Um estrondo fê-la saltar dos sapatos. Olhou-o de relance. Um punho pousado na mesa e a barba deixava ver meia dúzia de dentes tortos e amarelados. Não muito certa se ele gargalhava ou estava a ter um ataque cardíaco, voltou ao tacho e serviu duas malgas do fumegante estufado de… qualquer coisa. Pedaços de couve e carne boiavam no líquido castanho-escuro. Mas era tudo castanho naquele tempo?
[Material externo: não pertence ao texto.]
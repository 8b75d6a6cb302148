//! pdfannots - list the annotations of analysed PDF documents
//!
//! Reads layout dumps (JSON-serialized [`MemoryDocument`]s produced by a
//! layout analyzer), extracts their annotations in reading order together
//! with the text they cover, and prints them as JSON.

use std::fs::{self, File};
use std::io::{self, BufWriter, Write};
use std::path::{Path, PathBuf};

use anyhow::{Context, Result};
use clap::{ArgAction, Parser};
use serde::ser::{Serialize, SerializeMap, Serializer};
use tracing_subscriber::EnvFilter;

use pdfannots_core::params::DEFAULT_CONTEXT_CHARS;
use pdfannots_core::{Document, ExtractParams, MemoryDocument, Page, PdfSource, process_document_with_progress};

/// Extracts annotations from analysed PDF layouts.
#[derive(Parser, Debug)]
#[command(name = "pdfannots")]
#[command(author, version, about, long_about = None)]
struct Args {
    /// One or more layout dumps (JSON)
    #[arg(required = true)]
    files: Vec<PathBuf>,

    /// Show debug messages
    #[arg(short = 'd', long, action = ArgAction::SetTrue)]
    debug: bool,

    /// Show progress on stderr
    #[arg(short = 'p', long, action = ArgAction::SetTrue)]
    progress: bool,

    /// Path to file where output is written, or "-" for stdout
    #[arg(short = 'o', long, default_value = "-")]
    outfile: String,

    /// Key the output by file name, even for a single input
    #[arg(long = "print-filename", action = ArgAction::SetTrue)]
    print_filename: bool,

    /// Number of columns per page; reading order is inferred if omitted
    #[arg(short = 'n', long = "cols", value_parser = clap::value_parser!(u32).range(1..))]
    cols: Option<u32>,

    /// Keep hyphens at the end of lines
    #[arg(long = "keep-hyphens", action = ArgAction::SetTrue)]
    keep_hyphens: bool,

    /// Number pages by index instead of by their labels
    #[arg(long = "no-page-labels", action = ArgAction::SetTrue)]
    no_page_labels: bool,

    /// Added to every printed page number (labels are unaffected)
    #[arg(long = "page-number-offset", default_value_t = 0, allow_negative_numbers = true)]
    page_number_offset: i64,

    /// Characters of context captured around deletions and insertions
    #[arg(long = "context-chars", default_value_t = DEFAULT_CONTEXT_CHARS)]
    context_chars: usize,
}

impl Args {
    fn extract_params(&self) -> ExtractParams {
        ExtractParams {
            columns_per_page: self.cols,
            context_chars: self.context_chars,
            use_page_labels: !self.no_page_labels,
        }
    }

    fn record_format(&self) -> RecordFormat {
        RecordFormat {
            remove_hyphens: !self.keep_hyphens,
            page_number_offset: self.page_number_offset,
        }
    }
}

/// How annotations are rendered into records.
#[derive(Debug, Clone, Copy, Default)]
struct RecordFormat {
    remove_hyphens: bool,
    page_number_offset: i64,
}

/// One annotation as printed, with its replies and group members nested inside.
#[derive(Debug, serde::Serialize)]
struct AnnotationRecord {
    #[serde(rename = "type")]
    kind: &'static str,
    page: i64,
    #[serde(skip_serializing_if = "Option::is_none")]
    page_label: Option<String>,
    start_xy: (f64, f64),
    #[serde(skip_serializing_if = "Option::is_none")]
    prior_outline: Option<String>,
    #[serde(skip_serializing_if = "Option::is_none")]
    text: Option<String>,
    #[serde(skip_serializing_if = "Option::is_none")]
    contents: Option<String>,
    #[serde(skip_serializing_if = "Option::is_none")]
    author: Option<String>,
    #[serde(skip_serializing_if = "Option::is_none")]
    created: Option<String>,
    #[serde(skip_serializing_if = "Option::is_none")]
    color: Option<String>,
    #[serde(skip_serializing_if = "Option::is_none")]
    name: Option<String>,
    #[serde(skip_serializing_if = "Option::is_none")]
    pre_context: Option<String>,
    #[serde(skip_serializing_if = "Option::is_none")]
    post_context: Option<String>,
    #[serde(skip_serializing_if = "Vec::is_empty")]
    replies: Vec<AnnotationRecord>,
    /// Members of this annotation's group, such as the deletion half of a
    /// replacement.
    #[serde(skip_serializing_if = "Vec::is_empty")]
    group_children: Vec<AnnotationRecord>,
}

impl AnnotationRecord {
    fn new(doc: &Document, page: &Page, idx: usize, format: RecordFormat) -> Option<Self> {
        let a = page.annot(idx)?;
        let remove_hyphens = format.remove_hyphens;
        let nested = |indices: &[usize]| -> Vec<Self> {
            indices
                .iter()
                .filter_map(|&i| Self::new(doc, page, i, format))
                .collect()
        };
        let (pre_context, post_context) = if a.has_context() {
            let (pre, post) = a.get_context(remove_hyphens);
            (Some(pre), Some(post))
        } else {
            (None, None)
        };
        Some(Self {
            kind: a.subtype.name(),
            page: i64::try_from(page.pageno)
                .unwrap_or(i64::MAX)
                .saturating_add(1)
                .saturating_add(format.page_number_offset),
            page_label: page.label.clone(),
            start_xy: (a.pos.x, a.pos.y),
            prior_outline: doc.nearest_outline(&a.pos).map(|o| o.title.clone()),
            text: a.gettext(remove_hyphens),
            contents: a.contents.clone().filter(|c| !c.is_empty()),
            author: a.author.clone(),
            created: a.created.map(|d| d.format("%Y-%m-%dT%H:%M:%S").to_string()),
            color: a.color.map(|c| c.as_hexcolor()),
            name: a.name.clone(),
            pre_context,
            post_context,
            replies: nested(a.replies()),
            group_children: nested(a.group_children()),
        })
    }
}

fn records(doc: &Document, format: RecordFormat) -> Vec<AnnotationRecord> {
    doc.iter_annots_with_page(false)
        .filter_map(|(page, idx, _)| AnnotationRecord::new(doc, page, idx, format))
        .collect()
}

/// Per-file results, printed as an object keyed by file name in input order.
struct ByFile(Vec<(String, Vec<AnnotationRecord>)>);

impl Serialize for ByFile {
    fn serialize<S: Serializer>(&self, serializer: S) -> std::result::Result<S::Ok, S::Error> {
        let mut map = serializer.serialize_map(Some(self.0.len()))?;
        for (name, records) in &self.0 {
            map.serialize_entry(name, records)?;
        }
        map.end()
    }
}

fn init_logging(debug: bool) {
    let filter = if debug {
        EnvFilter::new("debug")
    } else {
        EnvFilter::try_from_default_env().unwrap_or_else(|_| EnvFilter::new("warn"))
    };
    tracing_subscriber::fmt()
        .with_env_filter(filter)
        .with_writer(io::stderr)
        .with_target(false)
        .init();
}

fn load(path: &Path) -> Result<MemoryDocument> {
    let data = fs::read(path).with_context(|| format!("failed to read {}", path.display()))?;
    serde_json::from_slice(&data).with_context(|| format!("{} is not a valid layout dump", path.display()))
}

fn process_file(path: &Path, args: &Args) -> Result<Vec<AnnotationRecord>> {
    let src = load(path)?;
    let total = src.page_count();
    let doc = process_document_with_progress(&src, &args.extract_params(), |pageno| {
        if args.progress {
            eprint!("\r{}: page {pageno} of {total}", path.display());
        }
    })
    .with_context(|| format!("failed to extract annotations from {}", path.display()))?;
    if args.progress {
        eprintln!();
    }
    Ok(records(&doc, args.record_format()))
}

fn run(args: &Args) -> Result<()> {
    let mut results = Vec::with_capacity(args.files.len());
    for path in &args.files {
        results.push((path.display().to_string(), process_file(path, args)?));
    }

    let mut output: Box<dyn Write> = if args.outfile == "-" {
        Box::new(BufWriter::new(io::stdout()))
    } else {
        let file = File::create(&args.outfile)
            .with_context(|| format!("failed to create output file {}", args.outfile))?;
        Box::new(BufWriter::new(file))
    };

    if results.len() == 1 && !args.print_filename {
        let (_, records) = results.remove(0);
        serde_json::to_writer_pretty(&mut output, &records)?;
    } else {
        serde_json::to_writer_pretty(&mut output, &ByFile(results))?;
    }
    writeln!(output)?;
    output.flush()?;
    Ok(())
}

fn main() -> Result<()> {
    let args = Args::parse();
    init_logging(args.debug);
    run(&args)
}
Pousou-as na mesa e sentou-se no outro banco, desviando-se o mais possível do homem do outro lado da mesa. Ele virou a malga para dentro da boca, o líquido escorrendo pelos cantos, ensopando a barba, pingando a roupa e o chão. Pousou-a na mesa, limpou os lábios com a manga da camisola e enfiou a ponta da faca na malga, agarrando um osso carnudo com a outra mão. Roeu a carne com barulhos que fizeram o seu estômago revirar enquanto ele acabava de sorver o líquido da tijela de barro. Enfiou mais um bocado de pão na boca e cortou o dobro, e mais uma porção de queijo, enfiando-os na sacola pousada no chão. Ergueu-se, levando o saco preso no punho.

– Onde vais? – perguntou, notando a noite cerrada lá fora.

– Trabalhar! Estás lerda mulher? As vacas não esperam e os terrenos não se semeiam sozinhos – rosnou, enfiando um gibão pelos ombros e abrindo a porta de madeira, acrescentando. – Vai para o forno.

– Forno?

– Estás estúpida, mulher? O forno, sim. A vila precisa de pão. – saiu batendo com a porta. E ela ouviu-o rosnar alguma coisa como “a saca de farinha e o forno já te lembram… padeira sem pão”.